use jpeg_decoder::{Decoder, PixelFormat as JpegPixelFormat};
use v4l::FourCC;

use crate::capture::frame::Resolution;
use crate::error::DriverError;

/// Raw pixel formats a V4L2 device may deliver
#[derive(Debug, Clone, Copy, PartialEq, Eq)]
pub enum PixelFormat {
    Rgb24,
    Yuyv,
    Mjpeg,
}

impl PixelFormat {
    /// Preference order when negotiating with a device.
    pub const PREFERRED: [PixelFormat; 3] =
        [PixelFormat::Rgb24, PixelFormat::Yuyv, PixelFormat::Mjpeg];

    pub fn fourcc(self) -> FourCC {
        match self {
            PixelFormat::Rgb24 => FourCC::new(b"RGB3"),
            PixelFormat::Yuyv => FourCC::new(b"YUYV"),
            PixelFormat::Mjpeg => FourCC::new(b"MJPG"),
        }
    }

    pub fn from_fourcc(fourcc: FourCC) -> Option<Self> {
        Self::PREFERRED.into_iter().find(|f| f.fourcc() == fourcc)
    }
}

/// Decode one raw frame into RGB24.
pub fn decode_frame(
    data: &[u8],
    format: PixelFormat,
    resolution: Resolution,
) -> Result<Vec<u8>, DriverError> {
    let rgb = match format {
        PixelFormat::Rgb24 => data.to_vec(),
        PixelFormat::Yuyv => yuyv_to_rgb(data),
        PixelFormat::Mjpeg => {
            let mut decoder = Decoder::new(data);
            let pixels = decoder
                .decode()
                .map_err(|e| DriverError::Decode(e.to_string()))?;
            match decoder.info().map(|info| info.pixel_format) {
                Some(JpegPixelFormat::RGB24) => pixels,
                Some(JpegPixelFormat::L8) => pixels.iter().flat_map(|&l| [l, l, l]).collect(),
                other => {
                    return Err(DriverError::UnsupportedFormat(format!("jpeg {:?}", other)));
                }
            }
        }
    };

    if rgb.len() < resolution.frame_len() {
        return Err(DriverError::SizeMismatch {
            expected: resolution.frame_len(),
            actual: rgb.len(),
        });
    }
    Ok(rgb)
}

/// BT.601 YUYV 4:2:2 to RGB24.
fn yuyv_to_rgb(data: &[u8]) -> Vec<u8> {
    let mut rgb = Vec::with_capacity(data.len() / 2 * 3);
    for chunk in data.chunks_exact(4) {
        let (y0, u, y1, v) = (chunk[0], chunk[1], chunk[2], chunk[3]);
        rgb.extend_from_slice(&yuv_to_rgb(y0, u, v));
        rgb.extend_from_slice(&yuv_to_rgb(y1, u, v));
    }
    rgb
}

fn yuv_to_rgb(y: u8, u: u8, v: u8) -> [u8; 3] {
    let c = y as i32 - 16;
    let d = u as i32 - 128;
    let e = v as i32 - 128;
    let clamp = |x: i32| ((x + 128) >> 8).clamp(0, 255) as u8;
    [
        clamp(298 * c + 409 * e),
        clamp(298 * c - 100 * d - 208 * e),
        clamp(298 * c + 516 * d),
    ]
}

→ **PROBLEM**: Please filter the listing down to lines that include the word "DriverError".

→ **RESPONSE FOR THIS EXERCISE**:
use crate::error::DriverError;
) -> Result<Vec<u8>, DriverError> {
                .map_err(|e| DriverError::Decode(e.to_string()))?;
                    return Err(DriverError::UnsupportedFormat(format!("jpeg {:?}", other)));
        return Err(DriverError::SizeMismatch {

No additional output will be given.